### TASK
Among the lines of this material, find those holding the word "text" and report how many there are, with nothing added.

___ EXCERPTED RECORDS ___

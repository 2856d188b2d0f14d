//! Dish business logic - the restaurant menu.
//!
//! Dishes belong to exactly one restaurant; every portal operation takes the
//! restaurant id alongside the dish id so an owner can only reach their own menu.

use crate::{
    core::{slug, text},
    entities::{Dish, dish},
    errors::{Error, Result},
};
use sea_orm::{QueryOrder, Set, prelude::*};
use serde::{Deserialize, Serialize};
use tracing::{info, instrument};

/// Portal form for a dish.
#[derive(Debug, Clone, Default, Deserialize)]
pub struct DishInput {
    /// Display name
    pub name: String,
    /// Slug; derived from the name when absent
    #[serde(default)]
    pub slug: Option<String>,
    /// Menu description
    #[serde(default)]
    pub description: Option<String>,
    /// Menu section
    pub category: String,
    /// Unit price
    pub price: f64,
    /// Image URL
    #[serde(default)]
    pub image_url: Option<String>,
    /// Availability; `true` when absent
    #[serde(default)]
    pub is_available: Option<bool>,
}

/// One section of the menu.
#[derive(Debug, Clone, Serialize)]
pub struct MenuSection {
    /// Section name
    pub category: String,
    /// Dishes in the section, alphabetical
    pub dishes: Vec<dish::Model>,
}

struct ValidDish {
    name: String,
    slug: String,
    description: Option<String>,
    category: String,
    price: f64,
    image_url: Option<String>,
}

fn validate(input: &DishInput) -> Result<ValidDish> {
    let name = text::required("name", &input.name, 120)?;
    let slug = slug::slug_or_derive(input.slug.as_deref(), &name);
    if slug.is_empty() {
        return Err(Error::validation("slug", "الرابط المختصر غير صالح"));
    }
    if !input.price.is_finite() || input.price < 0.0 {
        return Err(Error::validation("price", "السعر يجب أن يكون رقماً موجباً"));
    }
    Ok(ValidDish {
        name,
        slug,
        description: text::optional("description", input.description.as_deref(), 2000)?,
        category: text::required("category", &input.category, 60)?,
        price: input.price,
        image_url: text::optional_url("image_url", input.image_url.as_deref())?,
    })
}

async fn ensure_unique_slug(
    db: &DatabaseConnection,
    restaurant_id: i64,
    slug: &str,
    exclude_id: Option<i64>,
) -> Result<()> {
    let mut query = Dish::find()
        .filter(dish::Column::RestaurantId.eq(restaurant_id))
        .filter(dish::Column::Slug.eq(slug));
    if let Some(id) = exclude_id {
        query = query.filter(dish::Column::Id.ne(id));
    }
    if query.one(db).await?.is_some() {
        return Err(Error::duplicate("dish", slug));
    }
    Ok(())
}

/// Finds a dish by id regardless of restaurant.
pub async fn get_dish_by_id(db: &DatabaseConnection, dish_id: i64) -> Result<Option<dish::Model>> {
    Dish::find_by_id(dish_id).one(db).await.map_err(Into::into)
}

/// Loads a dish that must belong to `restaurant_id`.
///
/// # Errors
/// Returns [`Error::NotFound`] when the dish does not exist or belongs to
/// another restaurant.
pub async fn get_restaurant_dish(
    db: &DatabaseConnection,
    restaurant_id: i64,
    dish_id: i64,
) -> Result<dish::Model> {
    Dish::find_by_id(dish_id)
        .filter(dish::Column::RestaurantId.eq(restaurant_id))
        .one(db)
        .await?
        .ok_or_else(|| Error::not_found("dish", dish_id))
}

/// Finds a dish by its slug within a restaurant.
pub async fn get_dish_by_slug(
    db: &DatabaseConnection,
    restaurant_id: i64,
    slug: &str,
) -> Result<Option<dish::Model>> {
    Dish::find()
        .filter(dish::Column::RestaurantId.eq(restaurant_id))
        .filter(dish::Column::Slug.eq(slug))
        .one(db)
        .await
        .map_err(Into::into)
}

/// All dishes of a restaurant ordered by category then name.
pub async fn list_dishes(db: &DatabaseConnection, restaurant_id: i64) -> Result<Vec<dish::Model>> {
    Dish::find()
        .filter(dish::Column::RestaurantId.eq(restaurant_id))
        .order_by_asc(dish::Column::Category)
        .order_by_asc(dish::Column::Name)
        .all(db)
        .await
        .map_err(Into::into)
}

/// The menu grouped by category. Unavailable dishes are left out unless
/// `include_unavailable` is set (the portal view).
pub async fn list_menu(
    db: &DatabaseConnection,
    restaurant_id: i64,
    include_unavailable: bool,
) -> Result<Vec<MenuSection>> {
    let dishes = list_dishes(db, restaurant_id).await?;
    Ok(group_by_category(
        dishes
            .into_iter()
            .filter(|d| include_unavailable || d.is_available),
    ))
}

fn group_by_category(dishes: impl Iterator<Item = dish::Model>) -> Vec<MenuSection> {
    let mut sections: Vec<MenuSection> = Vec::new();
    for dish in dishes {
        match sections.last_mut() {
            Some(section) if section.category == dish.category => section.dishes.push(dish),
            _ => sections.push(MenuSection {
                category: dish.category.clone(),
                dishes: vec![dish],
            }),
        }
    }
    sections
}

/// Adds a dish to a restaurant's menu.
///
/// # Errors
/// Returns [`Error::Validation`] for a blank name/category or a negative or
/// non-finite price, [`Error::Duplicate`] when the slug is taken within the
/// restaurant.
#[instrument(skip(db, input), fields(name = %input.name))]
pub async fn create_dish(
    db: &DatabaseConnection,
    restaurant_id: i64,
    input: DishInput,
) -> Result<dish::Model> {
    let valid = validate(&input)?;
    ensure_unique_slug(db, restaurant_id, &valid.slug, None).await?;

    let now = chrono::Utc::now();
    let dish = dish::ActiveModel {
        restaurant_id: Set(restaurant_id),
        name: Set(valid.name),
        slug: Set(valid.slug),
        description: Set(valid.description),
        category: Set(valid.category),
        price: Set(valid.price),
        image_url: Set(valid.image_url),
        is_available: Set(input.is_available.unwrap_or(true)),
        rating: Set(0.0),
        rating_count: Set(0),
        created_at: Set(now),
        updated_at: Set(now),
        ..Default::default()
    };
    let created = dish.insert(db).await?;
    info!(dish_id = created.id, restaurant_id, "dish created");
    Ok(created)
}

/// Updates a dish; rating fields are left alone.
#[instrument(skip(db, input))]
pub async fn update_dish(
    db: &DatabaseConnection,
    restaurant_id: i64,
    dish_id: i64,
    input: DishInput,
) -> Result<dish::Model> {
    let valid = validate(&input)?;
    let existing = get_restaurant_dish(db, restaurant_id, dish_id).await?;
    ensure_unique_slug(db, restaurant_id, &valid.slug, Some(dish_id)).await?;

    let is_available = input.is_available.unwrap_or(existing.is_available);
    let mut dish: dish::ActiveModel = existing.into();
    dish.name = Set(valid.name);
    dish.slug = Set(valid.slug);
    dish.description = Set(valid.description);
    dish.category = Set(valid.category);
    dish.price = Set(valid.price);
    dish.image_url = Set(valid.image_url);
    dish.is_available = Set(is_available);
    dish.updated_at = Set(chrono::Utc::now());
    dish.update(db).await.map_err(Into::into)
}

/// Marks a dish available or sold out.
pub async fn set_availability(
    db: &DatabaseConnection,
    restaurant_id: i64,
    dish_id: i64,
    is_available: bool,
) -> Result<dish::Model> {
    let mut dish: dish::ActiveModel = get_restaurant_dish(db, restaurant_id, dish_id)
        .await?
        .into();
    dish.is_available = Set(is_available);
    dish.updated_at = Set(chrono::Utc::now());
    dish.update(db).await.map_err(Into::into)
}

/// Removes a dish; its reviews and favorites cascade.
#[instrument(skip(db))]
pub async fn delete_dish(db: &DatabaseConnection, restaurant_id: i64, dish_id: i64) -> Result<()> {
    let dish = get_restaurant_dish(db, restaurant_id, dish_id).await?;
    dish.delete(db).await?;
    info!(dish_id, restaurant_id, "dish deleted");
    Ok(())
}

#[cfg(test)]
mod tests {
    #![allow(clippy::unwrap_used)]
    #![allow(clippy::float_cmp)]
    use super::*;
    use crate::test_utils::*;
    use sea_orm::{DatabaseBackend, MockDatabase};

    #[tokio::test]
    async fn test_create_dish_validation() -> Result<()> {
        let db = MockDatabase::new(DatabaseBackend::Sqlite).into_connection();

        let input = DishInput {
            name: "Kibbeh".to_string(),
            category: "Mezze".to_string(),
            price: -1.0,
            ..Default::default()
        };
        let result = create_dish(&db, 1, input.clone()).await;
        assert!(matches!(
            result.unwrap_err(),
            Error::Validation { field: "price", .. }
        ));

        let result = create_dish(
            &db,
            1,
            DishInput {
                price: f64::NAN,
                ..input.clone()
            },
        )
        .await;
        assert!(matches!(
            result.unwrap_err(),
            Error::Validation { field: "price", .. }
        ));

        let result = create_dish(
            &db,
            1,
            DishInput {
                price: 5.0,
                category: "  ".to_string(),
                ..input
            },
        )
        .await;
        assert!(matches!(
            result.unwrap_err(),
            Error::Validation {
                field: "category",
                ..
            }
        ));
        Ok(())
    }

    #[tokio::test]
    async fn test_create_dish_integration() -> Result<()> {
        let (db, restaurant, dish) = setup_with_dish().await?;
        assert_eq!(dish.restaurant_id, restaurant.id);
        assert_eq!(dish.slug, "shawarma");
        assert_eq!(dish.price, 10.0);
        assert!(dish.is_available);

        let found = get_dish_by_slug(&db, restaurant.id, "shawarma").await?.unwrap();
        assert_eq!(found.id, dish.id);
        Ok(())
    }

    #[tokio::test]
    async fn test_duplicate_slug_scoped_to_restaurant() -> Result<()> {
        let (db, restaurant, _dish) = setup_with_dish().await?;

        let result = create_test_dish(&db, restaurant.id, "Shawarma", 12.0).await;
        assert!(matches!(result.unwrap_err(), Error::Duplicate { .. }));

        // Another restaurant may use the same slug
        let other = create_test_restaurant(&db, "Other Place", restaurant.country_id).await?;
        create_test_dish(&db, other.id, "Shawarma", 12.0).await?;
        Ok(())
    }

    #[tokio::test]
    async fn test_update_dish_wrong_restaurant() -> Result<()> {
        let (db, restaurant, dish) = setup_with_dish().await?;
        let other = create_test_restaurant(&db, "Other Place", restaurant.country_id).await?;

        let input = DishInput {
            name: "Shawarma Plate".to_string(),
            category: "Mains".to_string(),
            price: 14.5,
            ..Default::default()
        };
        let result = update_dish(&db, other.id, dish.id, input.clone()).await;
        assert!(matches!(result.unwrap_err(), Error::NotFound { .. }));

        let updated = update_dish(&db, restaurant.id, dish.id, input).await?;
        assert_eq!(updated.name, "Shawarma Plate");
        assert_eq!(updated.slug, "shawarma-plate");
        assert_eq!(updated.price, 14.5);
        Ok(())
    }

    #[tokio::test]
    async fn test_menu_groups_and_hides_unavailable() -> Result<()> {
        let (db, restaurant, shawarma) = setup_with_dish().await?;
        create_dish(
            &db,
            restaurant.id,
            DishInput {
                name: "Hummus".to_string(),
                category: "Mezze".to_string(),
                price: 4.0,
                ..Default::default()
            },
        )
        .await?;
        create_test_dish(&db, restaurant.id, "Kebab", 11.0).await?;
        set_availability(&db, restaurant.id, shawarma.id, false).await?;

        let public = list_menu(&db, restaurant.id, false).await?;
        assert_eq!(public.len(), 2);
        assert_eq!(public[0].category, "Mains");
        assert_eq!(public[0].dishes.len(), 1);
        assert_eq!(public[0].dishes[0].name, "Kebab");
        assert_eq!(public[1].category, "Mezze");

        let portal = list_menu(&db, restaurant.id, true).await?;
        assert_eq!(portal[0].dishes.len(), 2);
        Ok(())
    }

    #[tokio::test]
    async fn test_delete_dish() -> Result<()> {
        let (db, restaurant, dish) = setup_with_dish().await?;
        delete_dish(&db, restaurant.id, dish.id).await?;
        assert!(get_dish_by_id(&db, dish.id).await?.is_none());
        assert!(matches!(
            delete_dish(&db, restaurant.id, dish.id).await.unwrap_err(),
            Error::NotFound { .. }
        ));
        Ok(())
    }
}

___

### SOLUTION FOR THIS PROBLEM
5